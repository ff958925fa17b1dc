use utoipa::OpenApi;

/// Prefixed domain documents, one per router nested under `/api`
#[derive(OpenApi)]
#[openapi(
    components(
        schemas(axum_helpers::ErrorResponse)
    ),
    info(
        title = "Teashop API",
        version = "0.1.0",
        description = "Storefront backend: catalog, accounts, orders, payment methods and contact messages"
    ),
    servers(
        (url = "/api", description = "API base path")
    ),
    nest(
        (path = "/user", api = domain_users::handlers::ApiDoc),
        (path = "/product", api = domain_catalog::handlers::ProductApiDoc),
        (path = "/category", api = domain_catalog::handlers::CategoryApiDoc),
        (path = "/order", api = domain_orders::handlers::ApiDoc),
        (path = "/payment", api = domain_payments::handlers::ApiDoc),
        (path = "/message", api = domain_messages::handlers::ApiDoc)
    )
)]
struct DomainApiDoc;

/// Full document served by the docs UIs.
///
/// The session routes live at the API root, so their document is merged
/// rather than nested.
pub struct ApiDoc;

impl OpenApi for ApiDoc {
    fn openapi() -> utoipa::openapi::OpenApi {
        let mut doc = DomainApiDoc::openapi();
        doc.merge(domain_users::auth_handlers::ApiDoc::openapi());
        doc
    }
}

#[cfg(test)]
mod tests {
    use super::*;

    #[test]
    fn test_document_covers_every_router() {
        let doc = ApiDoc::openapi();
        let paths = &doc.paths.paths;

        for path in [
            "/login",
            "/register",
            "/sessionUser",
            "/logout",
            "/user/{id}",
            "/product",
            "/category",
            "/order",
            "/order/{id}/cancel",
            "/payment/create",
            "/message",
        ] {
            assert!(paths.contains_key(path), "missing {}", path);
        }
    }
}
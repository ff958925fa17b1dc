use crate::models::{NewUser, User};
use sea_orm::ActiveValue::Set;
use sea_orm::entity::prelude::*;

#[derive(Clone, Debug, PartialEq, Eq, DeriveEntityModel)]
#[sea_orm(table_name = "users")]
pub struct Model {
    #[sea_orm(primary_key, auto_increment = false)]
    pub id: Uuid,
    #[sea_orm(unique)]
    pub email_address: String,
    pub password: String,
    pub first_name: String,
    pub last_name: String,
    pub is_admin: bool,
    pub address_id: Option<Uuid>,
    pub created_at: DateTimeWithTimeZone,
    pub updated_at: DateTimeWithTimeZone,
}

#[derive(Copy, Clone, Debug, EnumIter, DeriveRelation)]
pub enum Relation {
    #[sea_orm(
        belongs_to = "super::address::Entity",
        from = "Column::AddressId",
        to = "super::address::Column::Id",
        on_delete = "SetNull"
    )]
    Address,
}

impl Related<super::address::Entity> for Entity {
    fn to() -> RelationDef {
        Relation::Address.def()
    }
}

impl ActiveModelBehavior for ActiveModel {}

impl From<Model> for User {
    fn from(model: Model) -> Self {
        Self {
            id: model.id,
            email_address: model.email_address,
            password_hash: model.password,
            first_name: model.first_name,
            last_name: model.last_name,
            is_admin: model.is_admin,
            address_id: model.address_id,
            created_at: model.created_at.into(),
            updated_at: model.updated_at.into(),
        }
    }
}

impl ActiveModel {
    pub fn from_new(input: NewUser, address_id: Option<Uuid>) -> Self {
        let now = chrono::Utc::now();
        ActiveModel {
            id: Set(Uuid::now_v7()),
            email_address: Set(input.email_address),
            password: Set(input.password_hash),
            first_name: Set(input.first_name),
            last_name: Set(input.last_name),
            is_admin: Set(input.is_admin),
            address_id: Set(address_id),
            created_at: Set(now.into()),
            updated_at: Set(now.into()),
        }
    }
}
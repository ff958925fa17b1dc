//! Helpers for hand-written SQL.

/// `%text%` for a `LIKE`/`ILIKE` substring match.
///
/// `%`, `_` and the escape character itself are escaped, so the text is
/// matched literally with Postgres' default `\` escape.
pub fn like_pattern(text: &str) -> String {
    let escaped = text
        .replace('\\', "\\\\")
        .replace('%', "\\%")
        .replace('_', "\\_");
    format!("%{}%", escaped)
}
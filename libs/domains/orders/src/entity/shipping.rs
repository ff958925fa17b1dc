use crate::models::{DeliveryStatus, Shipping, UpdateShipping};
use sea_orm::ActiveValue::Set;
use sea_orm::entity::prelude::*;

/// Carrier assigned to every new order
pub const DEFAULT_CARRIER: &str = "Default Carrier";

/// Days between ordering and the estimated delivery
pub const ESTIMATED_DELIVERY_DAYS: i64 = 7;

#[derive(Clone, Debug, PartialEq, Eq, DeriveEntityModel)]
#[sea_orm(table_name = "shippings")]
pub struct Model {
    #[sea_orm(primary_key, auto_increment = false)]
    pub id: Uuid,
    pub carrier: String,
    pub delivery_status: DeliveryStatus,
    pub estimated_delivery_date: DateTimeWithTimeZone,
    pub shipping_date: Option<DateTimeWithTimeZone>,
    #[sea_orm(unique)]
    pub order_id: Uuid,
    pub address_id: Uuid,
    pub created_at: DateTimeWithTimeZone,
    pub updated_at: DateTimeWithTimeZone,
}

#[derive(Copy, Clone, Debug, EnumIter, DeriveRelation)]
pub enum Relation {
    #[sea_orm(
        belongs_to = "super::order::Entity",
        from = "Column::OrderId",
        to = "super::order::Column::Id",
        on_delete = "Cascade"
    )]
    Order,
}

impl Related<super::order::Entity> for Entity {
    fn to() -> RelationDef {
        Relation::Order.def()
    }
}

impl ActiveModelBehavior for ActiveModel {}

impl From<Model> for Shipping {
    fn from(model: Model) -> Self {
        Self {
            id: model.id,
            order_id: model.order_id,
            address_id: model.address_id,
            carrier: model.carrier,
            delivery_status: model.delivery_status,
            estimated_delivery_date: model.estimated_delivery_date.into(),
            shipping_date: model.shipping_date.map(Into::into),
        }
    }
}

impl ActiveModel {
    /// Shipping of a new order, not shipped yet
    pub fn for_new_order(order_id: Uuid, address_id: Uuid) -> Self {
        let now = chrono::Utc::now();
        ActiveModel {
            id: Set(Uuid::now_v7()),
            carrier: Set(DEFAULT_CARRIER.to_string()),
            delivery_status: Set(DeliveryStatus::NotShipped),
            estimated_delivery_date: Set(
                (now + chrono::Duration::days(ESTIMATED_DELIVERY_DAYS)).into()
            ),
            shipping_date: Set(Some(now.into())),
            order_id: Set(order_id),
            address_id: Set(address_id),
            created_at: Set(now.into()),
            updated_at: Set(now.into()),
        }
    }

    /// Set the given fields, keep the rest
    pub fn apply_update(&mut self, update: UpdateShipping) {
        if let Some(carrier) = update.carrier {
            self.carrier = Set(carrier);
        }
        if let Some(delivery_status) = update.delivery_status {
            self.delivery_status = Set(delivery_status);
        }
        if let Some(estimated) = update.estimated_delivery_date {
            self.estimated_delivery_date = Set(estimated.into());
        }
        if let Some(shipping_date) = update.shipping_date {
            self.shipping_date = Set(Some(shipping_date.into()));
        }
        self.updated_at = Set(chrono::Utc::now().into());
    }
}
◇ ◇ ◇ ◇ ◇ ◇ ◇
Activity –
Please copy out every line shown above, exactly.

Answer space –
repository ff958925fa17b1dc
use utoipa::OpenApi;

/// Prefixed domain documents, one per router nested under `/api`
#[derive(OpenApi)]
#[openapi(
    components(
        schemas(axum_helpers::ErrorResponse)
    ),
    info(
        title = "Teashop API",
        version = "0.1.0",
        description = "Storefront backend: catalog, accounts, orders, payment methods and contact messages"
    ),
    servers(
        (url = "/api", description = "API base path")
    ),
    nest(
        (path = "/user", api = domain_users::handlers::ApiDoc),
        (path = "/product", api = domain_catalog::handlers::ProductApiDoc),
        (path = "/category", api = domain_catalog::handlers::CategoryApiDoc),
        (path = "/order", api = domain_orders::handlers::ApiDoc),
        (path = "/payment", api = domain_payments::handlers::ApiDoc),
        (path = "/message", api = domain_messages::handlers::ApiDoc)
    )
)]
struct DomainApiDoc;

/// Full document served by the docs UIs.
///
/// The session routes live at the API root, so their document is merged
/// rather than nested.
pub struct ApiDoc;

impl OpenApi for ApiDoc {
    fn openapi() -> utoipa::openapi::OpenApi {
        let mut doc = DomainApiDoc::openapi();
        doc.merge(domain_users::auth_handlers::ApiDoc::openapi());
        doc
    }
}

#[cfg(test)]
mod tests {
    use super::*;

    #[test]
    fn test_document_covers_every_router() {
        let doc = ApiDoc::openapi();
        let paths = &doc.paths.paths;

        for path in [
            "/login",
            "/register",
            "/sessionUser",
            "/logout",
            "/user/{id}",
            "/product",
            "/category",
            "/order",
            "/order/{id}/cancel",
            "/payment/create",
            "/message",
        ] {
            assert!(paths.contains_key(path), "missing {}", path);
        }
    }
}
repository ff958925fa17b1dc
use crate::models::{NewUser, User};
use sea_orm::ActiveValue::Set;
use sea_orm::entity::prelude::*;

#[derive(Clone, Debug, PartialEq, Eq, DeriveEntityModel)]
#[sea_orm(table_name = "users")]
pub struct Model {
    #[sea_orm(primary_key, auto_increment = false)]
    pub id: Uuid,
    #[sea_orm(unique)]
    pub email_address: String,
    pub password: String,
    pub first_name: String,
    pub last_name: String,
    pub is_admin: bool,
    pub address_id: Option<Uuid>,
    pub created_at: DateTimeWithTimeZone,
    pub updated_at: DateTimeWithTimeZone,
}

#[derive(Copy, Clone, Debug, EnumIter, DeriveRelation)]
pub enum Relation {
    #[sea_orm(
        belongs_to = "super::address::Entity",
        from = "Column::AddressId",
        to = "super::address::Column::Id",
        on_delete = "SetNull"
    )]
    Address,
}

impl Related<super::address::Entity> for Entity {
    fn to() -> RelationDef {
        Relation::Address.def()
    }
}

impl ActiveModelBehavior for ActiveModel {}

impl From<Model> for User {
    fn from(model: Model) -> Self {
        Self {
            id: model.id,
            email_address: model.email_address,
            password_hash: model.password,
            first_name: model.first_name,
            last_name: model.last_name,
            is_admin: model.is_admin,
            address_id: model.address_id,
            created_at: model.created_at.into(),
            updated_at: model.updated_at.into(),
        }
    }
}

impl ActiveModel {
    pub fn from_new(input: NewUser, address_id: Option<Uuid>) -> Self {
        let now = chrono::Utc::now();
        ActiveModel {
            id: Set(Uuid::now_v7()),
            email_address: Set(input.email_address),
            password: Set(input.password_hash),
            first_name: Set(input.first_name),
            last_name: Set(input.last_name),
            is_admin: Set(input.is_admin),
            address_id: Set(address_id),
            created_at: Set(now.into()),
            updated_at: Set(now.into()),
        }
    }
}
repository ff958925fa17b1dc
//! Helpers for hand-written SQL.

/// `%text%` for a `LIKE`/`ILIKE` substring match.
///
/// `%`, `_` and the escape character itself are escaped, so the text is
/// matched literally with Postgres' default `\` escape.
pub fn like_pattern(text: &str) -> String {
    let escaped = text
        .replace('\\', "\\\\")
        .replace('%', "\\%")
        .replace('_', "\\_");
    format!("%{}%", escaped)
}
filename libs/domains/orders/src/entity/shipping.rs
repository ff958925fa17b1dc
use crate::models::{DeliveryStatus, Shipping, UpdateShipping};
use sea_orm::ActiveValue::Set;
use sea_orm::entity::prelude::*;

/// Carrier assigned to every new order
pub const DEFAULT_CARRIER: &str = "Default Carrier";

/// Days between ordering and the estimated delivery
pub const ESTIMATED_DELIVERY_DAYS: i64 = 7;

#[derive(Clone, Debug, PartialEq, Eq, DeriveEntityModel)]
#[sea_orm(table_name = "shippings")]
pub struct Model {
    #[sea_orm(primary_key, auto_increment = false)]
    pub id: Uuid,
    pub carrier: String,
    pub delivery_status: DeliveryStatus,
    pub estimated_delivery_date: DateTimeWithTimeZone,
    pub shipping_date: Option<DateTimeWithTimeZone>,
    #[sea_orm(unique)]
    pub order_id: Uuid,
    pub address_id: Uuid,
    pub created_at: DateTimeWithTimeZone,
    pub updated_at: DateTimeWithTimeZone,
}

#[derive(Copy, Clone, Debug, EnumIter, DeriveRelation)]
pub enum Relation {
    #[sea_orm(
        belongs_to = "super::order::Entity",
        from = "Column::OrderId",
        to = "super::order::Column::Id",
        on_delete = "Cascade"
    )]
    Order,
}

impl Related<super::order::Entity> for Entity {
    fn to() -> RelationDef {
        Relation::Order.def()
    }
}

impl ActiveModelBehavior for ActiveModel {}

impl From<Model> for Shipping {
    fn from(model: Model) -> Self {
        Self {
            id: model.id,
            order_id: model.order_id,
            address_id: model.address_id,
            carrier: model.carrier,
            delivery_status: model.delivery_status,
            estimated_delivery_date: model.estimated_delivery_date.into(),
            shipping_date: model.shipping_date.map(Into::into),
        }
    }
}

impl ActiveModel {
    /// Shipping of a new order, not shipped yet
    pub fn for_new_order(order_id: Uuid, address_id: Uuid) -> Self {
        let now = chrono::Utc::now();
        ActiveModel {
            id: Set(Uuid::now_v7()),
            carrier: Set(DEFAULT_CARRIER.to_string()),
            delivery_status: Set(DeliveryStatus::NotShipped),
            estimated_delivery_date: Set(
                (now + chrono::Duration::days(ESTIMATED_DELIVERY_DAYS)).into()
            ),
            shipping_date: Set(Some(now.into())),
            order_id: Set(order_id),
            address_id: Set(address_id),
            created_at: Set(now.into()),
            updated_at: Set(now.into()),
        }
    }

    /// Set the given fields, keep the rest
    pub fn apply_update(&mut self, update: UpdateShipping) {
        if let Some(carrier) = update.carrier {
            self.carrier = Set(carrier);
        }
        if let Some(delivery_status) = update.delivery_status {
            self.delivery_status = Set(delivery_status);
        }
        if let Some(estimated) = update.estimated_delivery_date {
            self.estimated_delivery_date = Set(estimated.into());
        }
        if let Some(shipping_date) = update.shipping_date {
            self.shipping_date = Set(Some(shipping_date.into()));
        }
        self.updated_at = Set(chrono::Utc::now().into());
    }
}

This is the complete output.